Within the data below, count the lines that include "metrics" and give only the count.

**MATERIAL SHOWN**:
────────────────────

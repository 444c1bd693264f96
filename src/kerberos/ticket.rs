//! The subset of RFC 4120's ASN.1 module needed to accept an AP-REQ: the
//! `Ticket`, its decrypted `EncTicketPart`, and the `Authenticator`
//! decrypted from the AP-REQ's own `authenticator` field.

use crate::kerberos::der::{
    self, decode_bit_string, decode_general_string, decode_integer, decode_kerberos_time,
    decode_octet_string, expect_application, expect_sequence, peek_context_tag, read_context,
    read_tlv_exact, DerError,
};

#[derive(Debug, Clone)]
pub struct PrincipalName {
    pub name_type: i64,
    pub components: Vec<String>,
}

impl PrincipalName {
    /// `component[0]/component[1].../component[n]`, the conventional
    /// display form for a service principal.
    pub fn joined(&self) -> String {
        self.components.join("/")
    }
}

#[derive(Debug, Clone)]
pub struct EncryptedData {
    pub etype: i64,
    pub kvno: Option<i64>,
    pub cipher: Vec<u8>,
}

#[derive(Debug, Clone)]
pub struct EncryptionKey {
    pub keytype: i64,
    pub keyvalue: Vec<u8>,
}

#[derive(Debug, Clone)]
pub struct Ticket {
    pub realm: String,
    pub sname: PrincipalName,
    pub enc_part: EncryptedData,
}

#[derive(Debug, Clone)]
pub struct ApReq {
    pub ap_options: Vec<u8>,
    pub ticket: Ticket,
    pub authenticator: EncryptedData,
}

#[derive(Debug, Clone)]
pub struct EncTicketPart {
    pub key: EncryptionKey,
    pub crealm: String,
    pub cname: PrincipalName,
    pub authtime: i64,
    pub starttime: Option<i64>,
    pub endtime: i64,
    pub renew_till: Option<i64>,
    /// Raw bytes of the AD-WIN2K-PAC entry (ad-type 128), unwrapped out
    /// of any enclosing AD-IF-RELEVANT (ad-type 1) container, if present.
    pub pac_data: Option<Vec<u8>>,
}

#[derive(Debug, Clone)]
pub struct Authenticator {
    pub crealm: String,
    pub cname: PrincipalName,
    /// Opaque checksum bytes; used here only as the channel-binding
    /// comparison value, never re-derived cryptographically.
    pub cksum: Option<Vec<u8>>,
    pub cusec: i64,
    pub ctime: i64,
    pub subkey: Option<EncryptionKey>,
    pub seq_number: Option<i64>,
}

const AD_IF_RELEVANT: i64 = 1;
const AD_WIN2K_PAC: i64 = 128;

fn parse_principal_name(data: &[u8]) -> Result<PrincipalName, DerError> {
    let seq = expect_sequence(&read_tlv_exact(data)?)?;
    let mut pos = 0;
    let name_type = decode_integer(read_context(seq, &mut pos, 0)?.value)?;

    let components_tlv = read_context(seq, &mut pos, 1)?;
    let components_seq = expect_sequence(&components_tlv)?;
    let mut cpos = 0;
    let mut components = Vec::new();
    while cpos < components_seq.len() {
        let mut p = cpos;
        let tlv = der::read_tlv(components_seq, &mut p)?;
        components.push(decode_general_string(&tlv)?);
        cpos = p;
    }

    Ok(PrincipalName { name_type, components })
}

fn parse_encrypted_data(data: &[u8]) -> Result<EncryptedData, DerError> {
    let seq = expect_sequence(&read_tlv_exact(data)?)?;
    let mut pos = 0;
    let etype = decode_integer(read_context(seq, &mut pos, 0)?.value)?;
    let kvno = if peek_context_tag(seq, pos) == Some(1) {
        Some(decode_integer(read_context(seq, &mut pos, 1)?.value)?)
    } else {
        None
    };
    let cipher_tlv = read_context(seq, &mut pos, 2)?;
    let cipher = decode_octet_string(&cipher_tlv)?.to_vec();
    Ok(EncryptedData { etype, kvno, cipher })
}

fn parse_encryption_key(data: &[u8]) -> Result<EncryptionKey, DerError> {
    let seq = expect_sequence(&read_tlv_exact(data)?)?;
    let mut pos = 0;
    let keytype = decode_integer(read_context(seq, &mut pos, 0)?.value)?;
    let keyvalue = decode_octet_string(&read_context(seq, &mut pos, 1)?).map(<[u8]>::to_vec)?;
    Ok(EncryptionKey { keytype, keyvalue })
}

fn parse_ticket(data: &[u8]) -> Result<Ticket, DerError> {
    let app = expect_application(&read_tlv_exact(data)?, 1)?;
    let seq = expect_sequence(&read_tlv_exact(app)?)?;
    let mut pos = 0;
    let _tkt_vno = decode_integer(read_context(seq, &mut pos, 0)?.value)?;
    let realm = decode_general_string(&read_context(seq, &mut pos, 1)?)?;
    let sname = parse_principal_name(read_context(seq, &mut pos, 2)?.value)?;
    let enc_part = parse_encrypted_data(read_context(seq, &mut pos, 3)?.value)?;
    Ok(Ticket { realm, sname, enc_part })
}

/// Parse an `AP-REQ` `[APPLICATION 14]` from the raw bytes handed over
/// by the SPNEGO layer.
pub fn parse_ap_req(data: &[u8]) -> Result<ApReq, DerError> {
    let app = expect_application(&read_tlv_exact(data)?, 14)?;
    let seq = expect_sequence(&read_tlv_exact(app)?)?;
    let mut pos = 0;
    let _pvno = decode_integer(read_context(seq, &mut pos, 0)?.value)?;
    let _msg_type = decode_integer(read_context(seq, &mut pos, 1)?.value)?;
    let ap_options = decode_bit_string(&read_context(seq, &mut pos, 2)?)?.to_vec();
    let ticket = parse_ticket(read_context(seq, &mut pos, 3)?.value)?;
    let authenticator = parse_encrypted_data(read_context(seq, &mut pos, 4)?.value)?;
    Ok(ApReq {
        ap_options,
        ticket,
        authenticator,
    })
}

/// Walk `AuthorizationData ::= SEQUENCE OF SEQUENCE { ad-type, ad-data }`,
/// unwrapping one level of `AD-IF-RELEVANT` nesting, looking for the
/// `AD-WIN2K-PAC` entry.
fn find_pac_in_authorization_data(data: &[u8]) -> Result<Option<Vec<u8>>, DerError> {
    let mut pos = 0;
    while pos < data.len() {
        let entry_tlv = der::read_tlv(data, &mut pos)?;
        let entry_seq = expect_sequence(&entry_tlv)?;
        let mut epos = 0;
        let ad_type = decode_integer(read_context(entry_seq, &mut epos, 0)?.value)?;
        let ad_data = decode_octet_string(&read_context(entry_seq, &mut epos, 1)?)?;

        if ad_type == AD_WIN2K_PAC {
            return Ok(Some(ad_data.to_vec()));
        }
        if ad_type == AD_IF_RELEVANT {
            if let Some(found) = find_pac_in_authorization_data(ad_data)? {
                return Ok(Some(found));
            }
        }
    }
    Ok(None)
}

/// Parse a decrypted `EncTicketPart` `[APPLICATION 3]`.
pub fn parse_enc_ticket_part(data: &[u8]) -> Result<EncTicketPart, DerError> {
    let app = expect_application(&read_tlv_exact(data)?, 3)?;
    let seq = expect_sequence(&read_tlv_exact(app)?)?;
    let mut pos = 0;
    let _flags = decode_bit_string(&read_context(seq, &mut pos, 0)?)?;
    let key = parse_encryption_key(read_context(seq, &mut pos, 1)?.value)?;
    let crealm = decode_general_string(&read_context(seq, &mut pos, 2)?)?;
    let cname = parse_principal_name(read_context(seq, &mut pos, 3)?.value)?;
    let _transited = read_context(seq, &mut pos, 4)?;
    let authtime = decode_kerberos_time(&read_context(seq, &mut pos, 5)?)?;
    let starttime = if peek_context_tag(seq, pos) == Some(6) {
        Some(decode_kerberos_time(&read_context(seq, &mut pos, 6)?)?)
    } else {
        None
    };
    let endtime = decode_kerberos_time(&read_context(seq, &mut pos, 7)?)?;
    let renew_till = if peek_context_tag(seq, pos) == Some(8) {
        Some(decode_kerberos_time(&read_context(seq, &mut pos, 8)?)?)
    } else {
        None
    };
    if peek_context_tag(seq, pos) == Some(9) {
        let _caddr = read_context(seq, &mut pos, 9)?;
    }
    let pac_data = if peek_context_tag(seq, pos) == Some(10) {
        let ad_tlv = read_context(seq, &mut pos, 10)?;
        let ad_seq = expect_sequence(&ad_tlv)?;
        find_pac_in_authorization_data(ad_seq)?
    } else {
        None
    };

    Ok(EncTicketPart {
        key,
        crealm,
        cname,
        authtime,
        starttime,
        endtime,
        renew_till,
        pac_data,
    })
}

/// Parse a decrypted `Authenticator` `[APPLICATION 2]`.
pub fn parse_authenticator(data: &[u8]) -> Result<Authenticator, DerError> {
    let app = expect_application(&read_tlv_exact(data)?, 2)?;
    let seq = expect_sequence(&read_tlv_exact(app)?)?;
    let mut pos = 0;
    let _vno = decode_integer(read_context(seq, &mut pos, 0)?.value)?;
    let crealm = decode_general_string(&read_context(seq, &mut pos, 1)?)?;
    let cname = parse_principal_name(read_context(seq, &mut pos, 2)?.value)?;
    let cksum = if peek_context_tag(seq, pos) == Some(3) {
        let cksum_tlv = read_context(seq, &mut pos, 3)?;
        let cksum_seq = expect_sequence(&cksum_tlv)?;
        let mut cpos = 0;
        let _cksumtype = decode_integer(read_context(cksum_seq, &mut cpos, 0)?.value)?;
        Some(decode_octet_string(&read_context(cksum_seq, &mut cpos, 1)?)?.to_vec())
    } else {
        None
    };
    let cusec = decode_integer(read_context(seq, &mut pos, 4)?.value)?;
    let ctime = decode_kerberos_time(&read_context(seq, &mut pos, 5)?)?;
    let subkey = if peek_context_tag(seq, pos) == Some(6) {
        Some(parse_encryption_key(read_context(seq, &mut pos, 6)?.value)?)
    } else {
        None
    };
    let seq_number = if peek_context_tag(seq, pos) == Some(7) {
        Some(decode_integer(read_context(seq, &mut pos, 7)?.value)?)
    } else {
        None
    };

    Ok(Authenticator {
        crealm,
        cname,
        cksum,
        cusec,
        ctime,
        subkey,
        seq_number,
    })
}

────────────────────

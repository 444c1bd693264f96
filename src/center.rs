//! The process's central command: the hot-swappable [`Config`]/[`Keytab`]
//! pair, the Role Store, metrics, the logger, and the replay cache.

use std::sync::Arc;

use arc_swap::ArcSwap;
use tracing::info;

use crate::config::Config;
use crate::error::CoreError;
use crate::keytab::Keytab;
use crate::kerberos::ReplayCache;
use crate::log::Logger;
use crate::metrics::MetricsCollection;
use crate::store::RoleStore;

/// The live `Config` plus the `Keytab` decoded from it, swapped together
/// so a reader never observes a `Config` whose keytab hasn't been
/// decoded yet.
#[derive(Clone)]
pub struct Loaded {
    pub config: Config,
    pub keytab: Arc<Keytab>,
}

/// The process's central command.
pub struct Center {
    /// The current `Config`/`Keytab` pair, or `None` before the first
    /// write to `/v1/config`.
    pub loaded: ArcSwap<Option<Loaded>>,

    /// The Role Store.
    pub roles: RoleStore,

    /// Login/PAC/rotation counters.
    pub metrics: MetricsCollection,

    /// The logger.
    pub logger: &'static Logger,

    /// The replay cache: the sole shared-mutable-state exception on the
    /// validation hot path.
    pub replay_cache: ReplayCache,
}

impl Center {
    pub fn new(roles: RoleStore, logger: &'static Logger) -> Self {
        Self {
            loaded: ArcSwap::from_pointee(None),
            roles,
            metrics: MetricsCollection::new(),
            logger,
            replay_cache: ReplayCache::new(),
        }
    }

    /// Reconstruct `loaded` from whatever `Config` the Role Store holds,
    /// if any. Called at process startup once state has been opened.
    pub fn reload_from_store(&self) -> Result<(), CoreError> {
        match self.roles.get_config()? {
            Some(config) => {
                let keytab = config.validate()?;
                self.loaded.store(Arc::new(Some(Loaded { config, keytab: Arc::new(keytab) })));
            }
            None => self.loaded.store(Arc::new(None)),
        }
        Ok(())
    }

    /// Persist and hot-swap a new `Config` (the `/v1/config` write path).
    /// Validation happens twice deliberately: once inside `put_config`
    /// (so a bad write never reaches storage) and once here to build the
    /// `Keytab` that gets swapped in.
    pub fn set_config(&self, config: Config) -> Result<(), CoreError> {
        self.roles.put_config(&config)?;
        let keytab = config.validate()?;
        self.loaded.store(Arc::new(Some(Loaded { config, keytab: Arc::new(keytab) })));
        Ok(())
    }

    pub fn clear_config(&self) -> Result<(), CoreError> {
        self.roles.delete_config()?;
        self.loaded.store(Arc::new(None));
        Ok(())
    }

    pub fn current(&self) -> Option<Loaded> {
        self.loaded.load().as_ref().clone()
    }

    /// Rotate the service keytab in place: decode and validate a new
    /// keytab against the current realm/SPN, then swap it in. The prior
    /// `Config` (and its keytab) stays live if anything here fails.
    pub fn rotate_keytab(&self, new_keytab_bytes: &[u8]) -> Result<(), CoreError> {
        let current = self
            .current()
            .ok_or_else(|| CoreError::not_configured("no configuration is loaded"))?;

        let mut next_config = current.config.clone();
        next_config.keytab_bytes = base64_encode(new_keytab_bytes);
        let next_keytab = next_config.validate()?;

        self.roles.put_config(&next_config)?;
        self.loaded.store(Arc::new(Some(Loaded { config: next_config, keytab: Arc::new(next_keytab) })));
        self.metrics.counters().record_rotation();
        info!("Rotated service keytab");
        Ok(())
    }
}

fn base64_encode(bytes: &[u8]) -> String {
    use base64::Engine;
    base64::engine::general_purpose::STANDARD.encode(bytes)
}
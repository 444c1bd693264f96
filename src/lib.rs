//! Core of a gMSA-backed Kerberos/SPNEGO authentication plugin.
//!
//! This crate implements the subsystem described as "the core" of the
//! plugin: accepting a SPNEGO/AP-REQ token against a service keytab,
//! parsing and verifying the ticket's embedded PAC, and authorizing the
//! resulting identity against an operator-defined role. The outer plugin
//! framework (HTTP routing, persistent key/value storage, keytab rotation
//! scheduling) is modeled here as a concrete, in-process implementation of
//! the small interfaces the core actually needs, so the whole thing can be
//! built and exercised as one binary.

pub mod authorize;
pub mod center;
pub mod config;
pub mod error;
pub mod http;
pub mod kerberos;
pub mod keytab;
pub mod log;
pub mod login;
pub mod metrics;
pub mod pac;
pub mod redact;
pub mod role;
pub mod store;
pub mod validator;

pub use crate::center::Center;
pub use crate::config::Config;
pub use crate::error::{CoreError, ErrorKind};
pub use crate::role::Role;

────────────────────

**OUTPUT FOR THIS TASK**: 6